» WHAT IS EXPECTED: Please copy each line of the data that includes the string "path".

Collected data entries:
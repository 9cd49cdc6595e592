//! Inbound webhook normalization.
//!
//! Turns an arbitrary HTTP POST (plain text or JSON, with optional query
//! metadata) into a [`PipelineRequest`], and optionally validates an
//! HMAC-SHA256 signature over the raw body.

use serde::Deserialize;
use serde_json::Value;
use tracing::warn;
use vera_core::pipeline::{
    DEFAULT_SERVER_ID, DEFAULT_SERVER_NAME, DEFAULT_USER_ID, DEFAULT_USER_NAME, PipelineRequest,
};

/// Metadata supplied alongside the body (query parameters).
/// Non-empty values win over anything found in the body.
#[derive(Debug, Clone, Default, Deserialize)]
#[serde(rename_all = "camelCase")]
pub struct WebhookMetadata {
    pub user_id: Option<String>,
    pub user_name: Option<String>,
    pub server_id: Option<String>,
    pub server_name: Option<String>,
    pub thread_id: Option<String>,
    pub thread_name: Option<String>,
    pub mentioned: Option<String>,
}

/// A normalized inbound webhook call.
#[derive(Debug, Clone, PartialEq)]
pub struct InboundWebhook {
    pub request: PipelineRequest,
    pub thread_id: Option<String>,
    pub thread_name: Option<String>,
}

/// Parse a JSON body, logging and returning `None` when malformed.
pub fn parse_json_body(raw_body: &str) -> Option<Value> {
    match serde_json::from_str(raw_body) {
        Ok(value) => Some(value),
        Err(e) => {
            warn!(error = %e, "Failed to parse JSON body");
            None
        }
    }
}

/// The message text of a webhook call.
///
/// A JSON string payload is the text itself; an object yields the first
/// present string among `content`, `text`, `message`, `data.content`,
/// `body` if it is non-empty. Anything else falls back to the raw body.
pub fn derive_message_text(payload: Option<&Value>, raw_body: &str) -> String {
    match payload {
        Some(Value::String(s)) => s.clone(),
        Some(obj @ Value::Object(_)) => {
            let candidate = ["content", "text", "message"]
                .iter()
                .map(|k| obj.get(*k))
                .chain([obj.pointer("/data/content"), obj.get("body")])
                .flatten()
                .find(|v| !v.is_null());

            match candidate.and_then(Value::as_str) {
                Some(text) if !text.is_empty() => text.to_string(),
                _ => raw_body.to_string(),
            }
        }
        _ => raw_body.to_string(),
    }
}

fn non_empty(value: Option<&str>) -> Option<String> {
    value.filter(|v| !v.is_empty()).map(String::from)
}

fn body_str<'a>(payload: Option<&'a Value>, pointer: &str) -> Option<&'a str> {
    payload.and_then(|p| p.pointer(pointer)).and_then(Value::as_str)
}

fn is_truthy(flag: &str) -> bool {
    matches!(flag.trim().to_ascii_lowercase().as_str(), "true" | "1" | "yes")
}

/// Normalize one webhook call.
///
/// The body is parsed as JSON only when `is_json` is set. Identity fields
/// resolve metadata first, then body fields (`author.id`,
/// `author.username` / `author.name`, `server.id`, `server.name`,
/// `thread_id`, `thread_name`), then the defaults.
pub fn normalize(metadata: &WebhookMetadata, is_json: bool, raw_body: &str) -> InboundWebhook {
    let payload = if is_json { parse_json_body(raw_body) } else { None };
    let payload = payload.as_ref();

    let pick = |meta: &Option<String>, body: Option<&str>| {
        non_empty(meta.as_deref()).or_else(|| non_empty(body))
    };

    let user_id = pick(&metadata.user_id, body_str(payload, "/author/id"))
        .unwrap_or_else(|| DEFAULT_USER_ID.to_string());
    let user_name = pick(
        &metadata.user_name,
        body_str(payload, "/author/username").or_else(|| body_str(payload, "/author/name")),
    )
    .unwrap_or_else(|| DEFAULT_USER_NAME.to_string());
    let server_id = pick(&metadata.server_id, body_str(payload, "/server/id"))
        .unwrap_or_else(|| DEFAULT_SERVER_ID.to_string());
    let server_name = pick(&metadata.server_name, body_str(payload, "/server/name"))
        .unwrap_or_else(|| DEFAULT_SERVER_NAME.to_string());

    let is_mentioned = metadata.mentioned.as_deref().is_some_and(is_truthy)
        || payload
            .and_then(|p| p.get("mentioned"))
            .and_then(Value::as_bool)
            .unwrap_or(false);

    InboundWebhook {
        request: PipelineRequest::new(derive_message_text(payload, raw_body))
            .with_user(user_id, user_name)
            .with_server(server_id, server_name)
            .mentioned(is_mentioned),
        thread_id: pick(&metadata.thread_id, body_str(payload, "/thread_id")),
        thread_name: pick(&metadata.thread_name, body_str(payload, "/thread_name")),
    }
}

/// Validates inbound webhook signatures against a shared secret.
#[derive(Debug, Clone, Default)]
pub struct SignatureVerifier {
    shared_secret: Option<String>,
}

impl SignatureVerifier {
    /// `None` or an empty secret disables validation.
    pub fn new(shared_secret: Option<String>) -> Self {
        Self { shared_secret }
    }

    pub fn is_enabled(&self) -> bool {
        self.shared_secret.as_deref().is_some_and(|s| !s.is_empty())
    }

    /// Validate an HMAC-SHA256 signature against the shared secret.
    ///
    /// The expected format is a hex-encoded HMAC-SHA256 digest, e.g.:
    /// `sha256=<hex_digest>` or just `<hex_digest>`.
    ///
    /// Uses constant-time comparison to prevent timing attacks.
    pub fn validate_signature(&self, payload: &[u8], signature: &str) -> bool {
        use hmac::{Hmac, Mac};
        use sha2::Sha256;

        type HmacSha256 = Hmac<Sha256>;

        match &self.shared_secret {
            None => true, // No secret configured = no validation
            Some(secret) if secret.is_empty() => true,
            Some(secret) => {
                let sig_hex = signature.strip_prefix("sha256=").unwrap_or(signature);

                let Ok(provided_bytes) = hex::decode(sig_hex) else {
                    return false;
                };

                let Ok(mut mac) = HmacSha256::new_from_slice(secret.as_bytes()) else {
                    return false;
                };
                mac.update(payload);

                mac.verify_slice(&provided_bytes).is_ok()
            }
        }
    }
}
...
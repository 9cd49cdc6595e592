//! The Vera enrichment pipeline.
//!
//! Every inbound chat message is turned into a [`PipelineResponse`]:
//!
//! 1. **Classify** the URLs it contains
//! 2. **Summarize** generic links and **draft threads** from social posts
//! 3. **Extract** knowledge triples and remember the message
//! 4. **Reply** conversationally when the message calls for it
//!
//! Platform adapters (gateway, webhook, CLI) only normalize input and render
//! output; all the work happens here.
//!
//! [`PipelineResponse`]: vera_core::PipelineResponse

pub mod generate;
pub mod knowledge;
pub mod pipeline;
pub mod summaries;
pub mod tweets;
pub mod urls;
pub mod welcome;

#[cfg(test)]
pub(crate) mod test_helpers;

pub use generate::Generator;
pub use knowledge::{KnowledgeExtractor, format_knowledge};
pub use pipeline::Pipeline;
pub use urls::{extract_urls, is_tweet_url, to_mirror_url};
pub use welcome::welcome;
---
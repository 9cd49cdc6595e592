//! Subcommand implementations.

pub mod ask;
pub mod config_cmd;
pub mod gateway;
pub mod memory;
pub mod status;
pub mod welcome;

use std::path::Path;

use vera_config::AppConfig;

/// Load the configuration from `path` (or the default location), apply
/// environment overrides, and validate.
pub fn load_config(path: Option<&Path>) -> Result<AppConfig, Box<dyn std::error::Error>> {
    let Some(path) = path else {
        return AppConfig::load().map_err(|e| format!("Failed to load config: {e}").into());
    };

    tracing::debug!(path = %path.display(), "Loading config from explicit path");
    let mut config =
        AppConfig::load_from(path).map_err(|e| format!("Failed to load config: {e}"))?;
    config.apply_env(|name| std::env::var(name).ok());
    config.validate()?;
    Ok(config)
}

» YOUR RESPONSE:
use std::path::Path;
/// Load the configuration from `path` (or the default location), apply
pub fn load_config(path: Option<&Path>) -> Result<AppConfig, Box<dyn std::error::Error>> {
    let Some(path) = path else {
    tracing::debug!(path = %path.display(), "Loading config from explicit path");
        AppConfig::load_from(path).map_err(|e| format!("Failed to load config: {e}"))?;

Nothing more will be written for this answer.